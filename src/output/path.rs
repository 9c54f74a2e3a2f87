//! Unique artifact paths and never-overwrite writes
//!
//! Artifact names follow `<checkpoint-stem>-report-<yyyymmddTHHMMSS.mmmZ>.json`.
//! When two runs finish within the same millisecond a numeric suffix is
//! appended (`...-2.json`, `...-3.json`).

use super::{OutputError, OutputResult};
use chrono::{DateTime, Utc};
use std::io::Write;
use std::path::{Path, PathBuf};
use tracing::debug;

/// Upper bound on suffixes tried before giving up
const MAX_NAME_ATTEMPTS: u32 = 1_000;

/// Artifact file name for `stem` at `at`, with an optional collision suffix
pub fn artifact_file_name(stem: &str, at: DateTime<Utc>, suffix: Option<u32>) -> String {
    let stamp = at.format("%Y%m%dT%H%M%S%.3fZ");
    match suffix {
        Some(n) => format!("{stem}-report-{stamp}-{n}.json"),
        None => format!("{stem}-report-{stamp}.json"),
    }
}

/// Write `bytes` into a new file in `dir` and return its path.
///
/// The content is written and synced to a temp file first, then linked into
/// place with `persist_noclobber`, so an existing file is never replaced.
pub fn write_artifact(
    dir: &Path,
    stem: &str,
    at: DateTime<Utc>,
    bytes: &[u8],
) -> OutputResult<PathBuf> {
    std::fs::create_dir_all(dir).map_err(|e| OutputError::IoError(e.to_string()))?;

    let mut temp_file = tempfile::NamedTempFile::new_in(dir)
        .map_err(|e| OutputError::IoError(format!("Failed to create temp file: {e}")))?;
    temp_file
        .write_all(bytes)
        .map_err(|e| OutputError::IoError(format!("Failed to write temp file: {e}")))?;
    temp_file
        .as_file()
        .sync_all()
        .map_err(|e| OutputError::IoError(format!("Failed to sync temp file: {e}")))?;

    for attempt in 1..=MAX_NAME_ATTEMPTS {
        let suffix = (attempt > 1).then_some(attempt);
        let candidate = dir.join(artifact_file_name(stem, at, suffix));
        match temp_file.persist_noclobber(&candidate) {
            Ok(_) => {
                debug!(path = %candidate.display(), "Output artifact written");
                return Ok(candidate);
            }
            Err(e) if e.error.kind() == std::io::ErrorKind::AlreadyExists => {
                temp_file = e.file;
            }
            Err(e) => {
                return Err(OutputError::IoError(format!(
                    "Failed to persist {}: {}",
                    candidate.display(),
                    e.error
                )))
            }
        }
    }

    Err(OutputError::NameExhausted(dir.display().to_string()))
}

=====

ASSIGNED TASK: Reproduce the material. Keep every word as written.

RESPONSE:
filename src/output/path.rs
repository 9c54f74a2e3a2f87
//! Unique artifact paths and never-overwrite writes
//!
//! Artifact names follow `<checkpoint-stem>-report-<yyyymmddTHHMMSS.mmmZ>.json`.
//! When two runs finish within the same millisecond a numeric suffix is
//! appended (`...-2.json`, `...-3.json`).

use super::{OutputError, OutputResult};
use chrono::{DateTime, Utc};
use std::io::Write;
use std::path::{Path, PathBuf};
use tracing::debug;

/// Upper bound on suffixes tried before giving up
const MAX_NAME_ATTEMPTS: u32 = 1_000;

/// Artifact file name for `stem` at `at`, with an optional collision suffix
pub fn artifact_file_name(stem: &str, at: DateTime<Utc>, suffix: Option<u32>) -> String {
    let stamp = at.format("%Y%m%dT%H%M%S%.3fZ");
    match suffix {
        Some(n) => format!("{stem}-report-{stamp}-{n}.json"),
        None => format!("{stem}-report-{stamp}.json"),
    }
}

/// Write `bytes` into a new file in `dir` and return its path.
///
/// The content is written and synced to a temp file first, then linked into
/// place with `persist_noclobber`, so an existing file is never replaced.
pub fn write_artifact(
    dir: &Path,
    stem: &str,
    at: DateTime<Utc>,
    bytes: &[u8],
) -> OutputResult<PathBuf> {
    std::fs::create_dir_all(dir).map_err(|e| OutputError::IoError(e.to_string()))?;

    let mut temp_file = tempfile::NamedTempFile::new_in(dir)
        .map_err(|e| OutputError::IoError(format!("Failed to create temp file: {e}")))?;
    temp_file
        .write_all(bytes)
        .map_err(|e| OutputError::IoError(format!("Failed to write temp file: {e}")))?;
    temp_file
        .as_file()
        .sync_all()
        .map_err(|e| OutputError::IoError(format!("Failed to sync temp file: {e}")))?;

    for attempt in 1..=MAX_NAME_ATTEMPTS {
        let suffix = (attempt > 1).then_some(attempt);
        let candidate = dir.join(artifact_file_name(stem, at, suffix));
        match temp_file.persist_noclobber(&candidate) {
            Ok(_) => {
                debug!(path = %candidate.display(), "Output artifact written");
                return Ok(candidate);
            }
            Err(e) if e.error.kind() == std::io::ErrorKind::AlreadyExists => {
                temp_file = e.file;
            }
            Err(e) => {
                return Err(OutputError::IoError(format!(
                    "Failed to persist {}: {}",
                    candidate.display(),
                    e.error
                )))
            }
        }
    }

    Err(OutputError::NameExhausted(dir.display().to_string()))
}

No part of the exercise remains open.